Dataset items

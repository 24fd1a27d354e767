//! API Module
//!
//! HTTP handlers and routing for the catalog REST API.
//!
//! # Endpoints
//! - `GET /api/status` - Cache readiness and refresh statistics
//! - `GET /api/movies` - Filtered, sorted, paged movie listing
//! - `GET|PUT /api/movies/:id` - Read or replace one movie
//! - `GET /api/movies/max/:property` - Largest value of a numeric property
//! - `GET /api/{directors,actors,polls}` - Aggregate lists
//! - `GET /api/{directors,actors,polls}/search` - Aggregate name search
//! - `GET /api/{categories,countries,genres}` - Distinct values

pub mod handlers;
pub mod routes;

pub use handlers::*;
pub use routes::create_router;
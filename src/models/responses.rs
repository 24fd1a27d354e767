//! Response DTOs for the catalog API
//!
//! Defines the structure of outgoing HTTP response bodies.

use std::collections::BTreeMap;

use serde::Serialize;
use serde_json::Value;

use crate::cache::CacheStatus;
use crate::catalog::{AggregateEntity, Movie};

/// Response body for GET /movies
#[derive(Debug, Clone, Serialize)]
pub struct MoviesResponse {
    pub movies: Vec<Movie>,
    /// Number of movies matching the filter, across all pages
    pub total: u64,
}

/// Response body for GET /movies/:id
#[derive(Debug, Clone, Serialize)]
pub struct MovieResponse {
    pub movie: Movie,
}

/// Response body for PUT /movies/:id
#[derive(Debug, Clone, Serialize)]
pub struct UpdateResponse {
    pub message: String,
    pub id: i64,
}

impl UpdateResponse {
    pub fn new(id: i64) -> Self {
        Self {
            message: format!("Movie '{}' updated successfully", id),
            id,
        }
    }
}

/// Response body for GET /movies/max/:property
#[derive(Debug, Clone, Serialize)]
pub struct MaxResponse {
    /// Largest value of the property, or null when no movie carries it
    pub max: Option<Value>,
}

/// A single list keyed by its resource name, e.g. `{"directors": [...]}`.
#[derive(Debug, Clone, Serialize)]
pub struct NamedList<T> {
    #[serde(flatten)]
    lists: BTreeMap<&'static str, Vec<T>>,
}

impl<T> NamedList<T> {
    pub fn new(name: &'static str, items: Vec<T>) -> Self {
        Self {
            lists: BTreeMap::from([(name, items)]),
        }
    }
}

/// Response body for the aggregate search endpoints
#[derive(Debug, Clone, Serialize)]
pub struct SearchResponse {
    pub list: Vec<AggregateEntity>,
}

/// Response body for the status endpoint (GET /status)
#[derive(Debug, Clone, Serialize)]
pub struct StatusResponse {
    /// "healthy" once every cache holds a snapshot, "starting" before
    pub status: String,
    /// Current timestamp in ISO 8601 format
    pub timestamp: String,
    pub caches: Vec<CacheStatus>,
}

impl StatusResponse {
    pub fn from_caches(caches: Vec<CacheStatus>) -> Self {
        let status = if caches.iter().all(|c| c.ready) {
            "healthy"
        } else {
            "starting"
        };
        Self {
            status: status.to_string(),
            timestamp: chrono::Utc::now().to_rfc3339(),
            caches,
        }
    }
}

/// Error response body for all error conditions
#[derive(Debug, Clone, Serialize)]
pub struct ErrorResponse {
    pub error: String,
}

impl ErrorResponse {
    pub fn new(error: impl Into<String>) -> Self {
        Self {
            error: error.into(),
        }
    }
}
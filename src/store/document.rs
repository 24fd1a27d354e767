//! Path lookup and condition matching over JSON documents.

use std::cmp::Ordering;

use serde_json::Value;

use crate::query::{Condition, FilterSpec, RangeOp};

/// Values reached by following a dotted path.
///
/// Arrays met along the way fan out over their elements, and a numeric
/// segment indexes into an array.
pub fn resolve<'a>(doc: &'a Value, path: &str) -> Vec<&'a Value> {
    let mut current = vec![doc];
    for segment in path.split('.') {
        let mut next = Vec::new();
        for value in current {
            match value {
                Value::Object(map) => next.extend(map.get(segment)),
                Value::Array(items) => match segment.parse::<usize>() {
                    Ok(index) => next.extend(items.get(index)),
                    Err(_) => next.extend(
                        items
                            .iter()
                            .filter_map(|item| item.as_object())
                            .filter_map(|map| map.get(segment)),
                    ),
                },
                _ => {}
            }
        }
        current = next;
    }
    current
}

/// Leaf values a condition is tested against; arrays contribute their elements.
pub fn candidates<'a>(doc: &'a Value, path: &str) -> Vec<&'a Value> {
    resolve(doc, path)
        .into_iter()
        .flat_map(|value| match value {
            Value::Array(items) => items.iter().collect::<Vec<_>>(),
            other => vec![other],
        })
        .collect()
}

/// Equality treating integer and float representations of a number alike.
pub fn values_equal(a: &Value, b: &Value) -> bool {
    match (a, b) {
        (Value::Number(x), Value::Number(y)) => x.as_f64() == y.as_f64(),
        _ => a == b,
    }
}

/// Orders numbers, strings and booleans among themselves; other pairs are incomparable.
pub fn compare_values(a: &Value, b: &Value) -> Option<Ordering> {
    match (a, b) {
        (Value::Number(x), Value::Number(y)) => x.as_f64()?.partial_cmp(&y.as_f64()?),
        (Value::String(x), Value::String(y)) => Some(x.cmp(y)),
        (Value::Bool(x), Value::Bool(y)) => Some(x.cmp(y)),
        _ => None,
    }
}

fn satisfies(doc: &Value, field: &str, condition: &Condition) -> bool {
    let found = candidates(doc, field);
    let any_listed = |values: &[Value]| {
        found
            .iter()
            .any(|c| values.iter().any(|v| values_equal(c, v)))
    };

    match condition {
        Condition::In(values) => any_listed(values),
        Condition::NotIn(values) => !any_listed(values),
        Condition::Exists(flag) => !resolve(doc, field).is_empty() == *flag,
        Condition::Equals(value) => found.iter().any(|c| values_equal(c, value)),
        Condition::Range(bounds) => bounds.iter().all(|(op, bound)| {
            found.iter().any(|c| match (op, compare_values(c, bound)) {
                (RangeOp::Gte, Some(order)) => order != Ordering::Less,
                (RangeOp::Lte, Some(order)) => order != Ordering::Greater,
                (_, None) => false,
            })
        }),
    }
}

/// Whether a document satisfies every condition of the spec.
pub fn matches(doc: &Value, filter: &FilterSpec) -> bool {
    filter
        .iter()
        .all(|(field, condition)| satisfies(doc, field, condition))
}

PROBLEM TO SOLVE: Reproduce the data. Keep it exact.

EXERCISE RESPONSE:
repository 24fd1a27d354e767
//! API Module
//!
//! HTTP handlers and routing for the catalog REST API.
//!
//! # Endpoints
//! - `GET /api/status` - Cache readiness and refresh statistics
//! - `GET /api/movies` - Filtered, sorted, paged movie listing
//! - `GET|PUT /api/movies/:id` - Read or replace one movie
//! - `GET /api/movies/max/:property` - Largest value of a numeric property
//! - `GET /api/{directors,actors,polls}` - Aggregate lists
//! - `GET /api/{directors,actors,polls}/search` - Aggregate name search
//! - `GET /api/{categories,countries,genres}` - Distinct values

pub mod handlers;
pub mod routes;

pub use handlers::*;
pub use routes::create_router;
filename src/models/responses.rs
repository 24fd1a27d354e767
//! Response DTOs for the catalog API
//!
//! Defines the structure of outgoing HTTP response bodies.

use std::collections::BTreeMap;

use serde::Serialize;
use serde_json::Value;

use crate::cache::CacheStatus;
use crate::catalog::{AggregateEntity, Movie};

/// Response body for GET /movies
#[derive(Debug, Clone, Serialize)]
pub struct MoviesResponse {
    pub movies: Vec<Movie>,
    /// Number of movies matching the filter, across all pages
    pub total: u64,
}

/// Response body for GET /movies/:id
#[derive(Debug, Clone, Serialize)]
pub struct MovieResponse {
    pub movie: Movie,
}

/// Response body for PUT /movies/:id
#[derive(Debug, Clone, Serialize)]
pub struct UpdateResponse {
    pub message: String,
    pub id: i64,
}

impl UpdateResponse {
    pub fn new(id: i64) -> Self {
        Self {
            message: format!("Movie '{}' updated successfully", id),
            id,
        }
    }
}

/// Response body for GET /movies/max/:property
#[derive(Debug, Clone, Serialize)]
pub struct MaxResponse {
    /// Largest value of the property, or null when no movie carries it
    pub max: Option<Value>,
}

/// A single list keyed by its resource name, e.g. `{"directors": [...]}`.
#[derive(Debug, Clone, Serialize)]
pub struct NamedList<T> {
    #[serde(flatten)]
    lists: BTreeMap<&'static str, Vec<T>>,
}

impl<T> NamedList<T> {
    pub fn new(name: &'static str, items: Vec<T>) -> Self {
        Self {
            lists: BTreeMap::from([(name, items)]),
        }
    }
}

/// Response body for the aggregate search endpoints
#[derive(Debug, Clone, Serialize)]
pub struct SearchResponse {
    pub list: Vec<AggregateEntity>,
}

/// Response body for the status endpoint (GET /status)
#[derive(Debug, Clone, Serialize)]
pub struct StatusResponse {
    /// "healthy" once every cache holds a snapshot, "starting" before
    pub status: String,
    /// Current timestamp in ISO 8601 format
    pub timestamp: String,
    pub caches: Vec<CacheStatus>,
}

impl StatusResponse {
    pub fn from_caches(caches: Vec<CacheStatus>) -> Self {
        let status = if caches.iter().all(|c| c.ready) {
            "healthy"
        } else {
            "starting"
        };
        Self {
            status: status.to_string(),
            timestamp: chrono::Utc::now().to_rfc3339(),
            caches,
        }
    }
}

/// Error response body for all error conditions
#[derive(Debug, Clone, Serialize)]
pub struct ErrorResponse {
    pub error: String,
}

impl ErrorResponse {
    pub fn new(error: impl Into<String>) -> Self {
        Self {
            error: error.into(),
        }
    }
}
filename src/store/document.rs
repository 24fd1a27d354e767
//! Path lookup and condition matching over JSON documents.

use std::cmp::Ordering;

use serde_json::Value;

use crate::query::{Condition, FilterSpec, RangeOp};

/// Values reached by following a dotted path.
///
/// Arrays met along the way fan out over their elements, and a numeric
/// segment indexes into an array.
pub fn resolve<'a>(doc: &'a Value, path: &str) -> Vec<&'a Value> {
    let mut current = vec![doc];
    for segment in path.split('.') {
        let mut next = Vec::new();
        for value in current {
            match value {
                Value::Object(map) => next.extend(map.get(segment)),
                Value::Array(items) => match segment.parse::<usize>() {
                    Ok(index) => next.extend(items.get(index)),
                    Err(_) => next.extend(
                        items
                            .iter()
                            .filter_map(|item| item.as_object())
                            .filter_map(|map| map.get(segment)),
                    ),
                },
                _ => {}
            }
        }
        current = next;
    }
    current
}

/// Leaf values a condition is tested against; arrays contribute their elements.
pub fn candidates<'a>(doc: &'a Value, path: &str) -> Vec<&'a Value> {
    resolve(doc, path)
        .into_iter()
        .flat_map(|value| match value {
            Value::Array(items) => items.iter().collect::<Vec<_>>(),
            other => vec![other],
        })
        .collect()
}

/// Equality treating integer and float representations of a number alike.
pub fn values_equal(a: &Value, b: &Value) -> bool {
    match (a, b) {
        (Value::Number(x), Value::Number(y)) => x.as_f64() == y.as_f64(),
        _ => a == b,
    }
}

/// Orders numbers, strings and booleans among themselves; other pairs are incomparable.
pub fn compare_values(a: &Value, b: &Value) -> Option<Ordering> {
    match (a, b) {
        (Value::Number(x), Value::Number(y)) => x.as_f64()?.partial_cmp(&y.as_f64()?),
        (Value::String(x), Value::String(y)) => Some(x.cmp(y)),
        (Value::Bool(x), Value::Bool(y)) => Some(x.cmp(y)),
        _ => None,
    }
}

fn satisfies(doc: &Value, field: &str, condition: &Condition) -> bool {
    let found = candidates(doc, field);
    let any_listed = |values: &[Value]| {
        found
            .iter()
            .any(|c| values.iter().any(|v| values_equal(c, v)))
    };

    match condition {
        Condition::In(values) => any_listed(values),
        Condition::NotIn(values) => !any_listed(values),
        Condition::Exists(flag) => !resolve(doc, field).is_empty() == *flag,
        Condition::Equals(value) => found.iter().any(|c| values_equal(c, value)),
        Condition::Range(bounds) => bounds.iter().all(|(op, bound)| {
            found.iter().any(|c| match (op, compare_values(c, bound)) {
                (RangeOp::Gte, Some(order)) => order != Ordering::Less,
                (RangeOp::Lte, Some(order)) => order != Ordering::Greater,
                (_, None) => false,
            })
        }),
    }
}

/// Whether a document satisfies every condition of the spec.
pub fn matches(doc: &Value, filter: &FilterSpec) -> bool {
    filter
        .iter()
        .all(|(field, condition)| satisfies(doc, field, condition))
}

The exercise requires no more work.